Assigned task: Each record must be printed again exactly as given.
- - -
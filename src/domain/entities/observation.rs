use crate::domain::values::product_key::ProductKey;
use crate::domain::values::source::CandidateSource;
use chrono::{DateTime, Utc};
use serde::{Deserialize, Serialize};

/// One observed price point for a product. Append-only; the store keeps a
/// 90-day rolling window per key.
#[derive(Debug, Clone, PartialEq, Serialize, Deserialize)]
pub struct PriceObservation {
    pub product_key: ProductKey,
    pub price: f64,
    pub mrp: Option<f64>,
    /// Set when the row violates price sanity (mrp below price, negative
    /// values). Anomalous MRPs never feed the fake-discount ceiling.
    pub anomalous: bool,
    pub observed_at: DateTime<Utc>,
    pub source: CandidateSource,
}

impl PriceObservation {
    pub fn new(
        product_key: ProductKey,
        price: f64,
        mrp: Option<f64>,
        observed_at: DateTime<Utc>,
        source: CandidateSource,
    ) -> Self {
        let anomalous = price < 0.0 || mrp.is_some_and(|m| m < 0.0 || m < price);
        Self {
            product_key,
            price,
            mrp,
            anomalous,
            observed_at,
            source,
        }
    }
}
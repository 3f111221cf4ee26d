use serde::{Deserialize, Serialize};
use std::fmt;
use std::str::FromStr;

/// Where a raw deal claim was picked up.
#[derive(Debug, Clone, Copy, Default, PartialEq, Eq, Serialize, Deserialize)]
#[serde(rename_all = "snake_case")]
pub enum CandidateSource {
    /// Free-text chat feeds (deal channels, group messages)
    #[default]
    Chat,
    /// The retailer's own deal/listing page
    OfficialPage,
}

impl fmt::Display for CandidateSource {
    fn fmt(&self, f: &mut fmt::Formatter<'_>) -> fmt::Result {
        match self {
            Self::Chat => write!(f, "chat"),
            Self::OfficialPage => write!(f, "official_page"),
        }
    }
}

impl FromStr for CandidateSource {
    type Err = String;

    fn from_str(s: &str) -> Result<Self, Self::Err> {
        match s.to_lowercase().as_str() {
            "chat" => Ok(Self::Chat),
            "official_page" | "official" => Ok(Self::OfficialPage),
            _ => Err(format!(
                "Invalid candidate source: '{}'. Use 'chat' or 'official_page'",
                s
            )),
        }
    }
}

/// How a candidate's verification data was obtained. The tier feeds the
/// gate's source_reliability component.
#[derive(Debug, Clone, Copy, Default, PartialEq, Eq, Serialize, Deserialize)]
#[serde(rename_all = "snake_case")]
pub enum VerificationSource {
    /// Scraped from the official product page
    OfficialPage,
    /// Extracted from a screenshot via a vision model fallback
    Vision,
    /// No verification; only the claim text itself
    #[default]
    TextOnly,
}

impl VerificationSource {
    /// Reliability credit contributed to the confidence gate.
    pub fn reliability(&self) -> f64 {
        match self {
            Self::OfficialPage => 0.10,
            Self::Vision => 0.06,
            Self::TextOnly => 0.02,
        }
    }
}

impl fmt::Display for VerificationSource {
    fn fmt(&self, f: &mut fmt::Formatter<'_>) -> fmt::Result {
        match self {
            Self::OfficialPage => write!(f, "official_page"),
            Self::Vision => write!(f, "vision"),
            Self::TextOnly => write!(f, "text_only"),
        }
    }
}

impl FromStr for VerificationSource {
    type Err = String;

    fn from_str(s: &str) -> Result<Self, Self::Err> {
        match s.to_lowercase().as_str() {
            "official_page" | "official" => Ok(Self::OfficialPage),
            "vision" | "ocr" => Ok(Self::Vision),
            "text_only" | "text" | "none" => Ok(Self::TextOnly),
            _ => Err(format!("Unknown verification source: {s}")),
        }
    }
}
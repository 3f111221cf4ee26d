use crate::domain::values::confidence::{score_gate, ConfidenceScore, GateInputs};
use crate::domain::values::source::{CandidateSource, VerificationSource};
use chrono::{DateTime, Utc};
use serde::{Deserialize, Serialize};

/// A raw "discounted product" claim as handed over by a message parser or
/// page scraper. Every claim field is optional: missing data degrades the
/// candidate's scores, it never fails ingestion.
#[derive(Debug, Clone, Serialize, Deserialize)]
pub struct RawCandidate {
    #[serde(default)]
    pub title: Option<String>,
    #[serde(default)]
    pub store: Option<String>,
    #[serde(default)]
    pub claimed_price: Option<f64>,
    #[serde(default)]
    pub claimed_mrp: Option<f64>,
    #[serde(default)]
    pub url: Option<String>,
    #[serde(default)]
    pub rating: Option<f64>,
    #[serde(default)]
    pub review_count: Option<u64>,
    #[serde(default)]
    pub stock_status: Option<String>,
    #[serde(default)]
    pub seller_info: Option<String>,
    #[serde(default)]
    pub offers: Option<String>,
    #[serde(default)]
    pub deal_type: Option<String>,
    #[serde(default)]
    pub source: CandidateSource,
    #[serde(default = "Utc::now")]
    pub detected_at: DateTime<Utc>,
    /// Source-specific extras (channel name, message id, ...).
    #[serde(default)]
    pub metadata: Option<serde_json::Value>,
}

impl RawCandidate {
    /// Run the confidence gate against this claim and its (optional)
    /// verification.
    pub fn confidence(&self, verification: Option<&VerificationInfo>) -> ConfidenceScore {
        let inputs = GateInputs {
            claimed_price: self.claimed_price,
            verified_price: verification.and_then(|v| v.verified_price),
            claimed_title: self.title.as_deref(),
            verified_title: verification.and_then(|v| v.verified_title.as_deref()),
            has_mrp: self
                .claimed_mrp
                .or(verification.and_then(|v| v.verified_mrp))
                .is_some(),
            has_link: self.url.as_deref().is_some_and(|u| !u.trim().is_empty()),
            source: verification.map_or(VerificationSource::TextOnly, |v| v.source),
            issue_count: verification
                .and_then(|v| v.verdict.as_ref())
                .map_or(0, |verdict| verdict.issues.len()),
        };
        score_gate(&inputs)
    }
}

/// What the external scrape + language-model collaborator found on the
/// official listing. Produced by a [`DealVerifier`] port implementation;
/// absent entirely when the collaborator is unavailable.
///
/// [`DealVerifier`]: crate::domain::ports::verifier::DealVerifier
#[derive(Debug, Clone, Serialize, Deserialize)]
pub struct VerificationInfo {
    #[serde(default)]
    pub verified_title: Option<String>,
    #[serde(default)]
    pub verified_price: Option<f64>,
    #[serde(default)]
    pub verified_mrp: Option<f64>,
    #[serde(default)]
    pub availability: Option<String>,
    #[serde(default)]
    pub source: VerificationSource,
    #[serde(default)]
    pub verdict: Option<LlmVerdict>,
}

/// The language model's verdict, consumed as an opaque fixed-shape record.
#[derive(Debug, Clone, Serialize, Deserialize)]
pub struct LlmVerdict {
    pub verified: bool,
    pub price_match: bool,
    #[serde(default)]
    pub issues: Vec<String>,
}
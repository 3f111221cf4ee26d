use crate::domain::entities::candidate::{RawCandidate, VerificationInfo};
use crate::domain::error::DomainError;
use crate::domain::ports::verifier::DealVerifier;
use async_trait::async_trait;

/// Verifier stand-in when no scrape/LLM collaborator is wired: every
/// candidate falls through to text-only scoring.
pub struct NoopVerifier;

#[async_trait]
impl DealVerifier for NoopVerifier {
    async fn verify(
        &self,
        _candidate: &RawCandidate,
    ) -> Result<Option<VerificationInfo>, DomainError> {
        Ok(None)
    }
}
- - -
Response area:
filename src/domain/entities/observation.rs
use crate::domain::values::product_key::ProductKey;
use crate::domain::values::source::CandidateSource;
use chrono::{DateTime, Utc};
use serde::{Deserialize, Serialize};

/// One observed price point for a product. Append-only; the store keeps a
/// 90-day rolling window per key.
#[derive(Debug, Clone, PartialEq, Serialize, Deserialize)]
pub struct PriceObservation {
    pub product_key: ProductKey,
    pub price: f64,
    pub mrp: Option<f64>,
    /// Set when the row violates price sanity (mrp below price, negative
    /// values). Anomalous MRPs never feed the fake-discount ceiling.
    pub anomalous: bool,
    pub observed_at: DateTime<Utc>,
    pub source: CandidateSource,
}

impl PriceObservation {
    pub fn new(
        product_key: ProductKey,
        price: f64,
        mrp: Option<f64>,
        observed_at: DateTime<Utc>,
        source: CandidateSource,
    ) -> Self {
        let anomalous = price < 0.0 || mrp.is_some_and(|m| m < 0.0 || m < price);
        Self {
            product_key,
            price,
            mrp,
            anomalous,
            observed_at,
            source,
        }
    }
}
repository 3f111221cf4ee26d
use serde::{Deserialize, Serialize};
use std::fmt;
use std::str::FromStr;

/// Where a raw deal claim was picked up.
#[derive(Debug, Clone, Copy, Default, PartialEq, Eq, Serialize, Deserialize)]
#[serde(rename_all = "snake_case")]
pub enum CandidateSource {
    /// Free-text chat feeds (deal channels, group messages)
    #[default]
    Chat,
    /// The retailer's own deal/listing page
    OfficialPage,
}

impl fmt::Display for CandidateSource {
    fn fmt(&self, f: &mut fmt::Formatter<'_>) -> fmt::Result {
        match self {
            Self::Chat => write!(f, "chat"),
            Self::OfficialPage => write!(f, "official_page"),
        }
    }
}

impl FromStr for CandidateSource {
    type Err = String;

    fn from_str(s: &str) -> Result<Self, Self::Err> {
        match s.to_lowercase().as_str() {
            "chat" => Ok(Self::Chat),
            "official_page" | "official" => Ok(Self::OfficialPage),
            _ => Err(format!(
                "Invalid candidate source: '{}'. Use 'chat' or 'official_page'",
                s
            )),
        }
    }
}

/// How a candidate's verification data was obtained. The tier feeds the
/// gate's source_reliability component.
#[derive(Debug, Clone, Copy, Default, PartialEq, Eq, Serialize, Deserialize)]
#[serde(rename_all = "snake_case")]
pub enum VerificationSource {
    /// Scraped from the official product page
    OfficialPage,
    /// Extracted from a screenshot via a vision model fallback
    Vision,
    /// No verification; only the claim text itself
    #[default]
    TextOnly,
}

impl VerificationSource {
    /// Reliability credit contributed to the confidence gate.
    pub fn reliability(&self) -> f64 {
        match self {
            Self::OfficialPage => 0.10,
            Self::Vision => 0.06,
            Self::TextOnly => 0.02,
        }
    }
}

impl fmt::Display for VerificationSource {
    fn fmt(&self, f: &mut fmt::Formatter<'_>) -> fmt::Result {
        match self {
            Self::OfficialPage => write!(f, "official_page"),
            Self::Vision => write!(f, "vision"),
            Self::TextOnly => write!(f, "text_only"),
        }
    }
}

impl FromStr for VerificationSource {
    type Err = String;

    fn from_str(s: &str) -> Result<Self, Self::Err> {
        match s.to_lowercase().as_str() {
            "official_page" | "official" => Ok(Self::OfficialPage),
            "vision" | "ocr" => Ok(Self::Vision),
            "text_only" | "text" | "none" => Ok(Self::TextOnly),
            _ => Err(format!("Unknown verification source: {s}")),
        }
    }
}
repository 3f111221cf4ee26d
use crate::domain::values::confidence::{score_gate, ConfidenceScore, GateInputs};
use crate::domain::values::source::{CandidateSource, VerificationSource};
use chrono::{DateTime, Utc};
use serde::{Deserialize, Serialize};

/// A raw "discounted product" claim as handed over by a message parser or
/// page scraper. Every claim field is optional: missing data degrades the
/// candidate's scores, it never fails ingestion.
#[derive(Debug, Clone, Serialize, Deserialize)]
pub struct RawCandidate {
    #[serde(default)]
    pub title: Option<String>,
    #[serde(default)]
    pub store: Option<String>,
    #[serde(default)]
    pub claimed_price: Option<f64>,
    #[serde(default)]
    pub claimed_mrp: Option<f64>,
    #[serde(default)]
    pub url: Option<String>,
    #[serde(default)]
    pub rating: Option<f64>,
    #[serde(default)]
    pub review_count: Option<u64>,
    #[serde(default)]
    pub stock_status: Option<String>,
    #[serde(default)]
    pub seller_info: Option<String>,
    #[serde(default)]
    pub offers: Option<String>,
    #[serde(default)]
    pub deal_type: Option<String>,
    #[serde(default)]
    pub source: CandidateSource,
    #[serde(default = "Utc::now")]
    pub detected_at: DateTime<Utc>,
    /// Source-specific extras (channel name, message id, ...).
    #[serde(default)]
    pub metadata: Option<serde_json::Value>,
}

impl RawCandidate {
    /// Run the confidence gate against this claim and its (optional)
    /// verification.
    pub fn confidence(&self, verification: Option<&VerificationInfo>) -> ConfidenceScore {
        let inputs = GateInputs {
            claimed_price: self.claimed_price,
            verified_price: verification.and_then(|v| v.verified_price),
            claimed_title: self.title.as_deref(),
            verified_title: verification.and_then(|v| v.verified_title.as_deref()),
            has_mrp: self
                .claimed_mrp
                .or(verification.and_then(|v| v.verified_mrp))
                .is_some(),
            has_link: self.url.as_deref().is_some_and(|u| !u.trim().is_empty()),
            source: verification.map_or(VerificationSource::TextOnly, |v| v.source),
            issue_count: verification
                .and_then(|v| v.verdict.as_ref())
                .map_or(0, |verdict| verdict.issues.len()),
        };
        score_gate(&inputs)
    }
}

/// What the external scrape + language-model collaborator found on the
/// official listing. Produced by a [`DealVerifier`] port implementation;
/// absent entirely when the collaborator is unavailable.
///
/// [`DealVerifier`]: crate::domain::ports::verifier::DealVerifier
#[derive(Debug, Clone, Serialize, Deserialize)]
pub struct VerificationInfo {
    #[serde(default)]
    pub verified_title: Option<String>,
    #[serde(default)]
    pub verified_price: Option<f64>,
    #[serde(default)]
    pub verified_mrp: Option<f64>,
    #[serde(default)]
    pub availability: Option<String>,
    #[serde(default)]
    pub source: VerificationSource,
    #[serde(default)]
    pub verdict: Option<LlmVerdict>,
}

/// The language model's verdict, consumed as an opaque fixed-shape record.
#[derive(Debug, Clone, Serialize, Deserialize)]
pub struct LlmVerdict {
    pub verified: bool,
    pub price_match: bool,
    #[serde(default)]
    pub issues: Vec<String>,
}
repository 3f111221cf4ee26d
use crate::domain::entities::candidate::{RawCandidate, VerificationInfo};
use crate::domain::error::DomainError;
use crate::domain::ports::verifier::DealVerifier;
use async_trait::async_trait;

/// Verifier stand-in when no scrape/LLM collaborator is wired: every
/// candidate falls through to text-only scoring.
pub struct NoopVerifier;

#[async_trait]
impl DealVerifier for NoopVerifier {
    async fn verify(
        &self,
        _candidate: &RawCandidate,
    ) -> Result<Option<VerificationInfo>, DomainError> {
        Ok(None)
    }
}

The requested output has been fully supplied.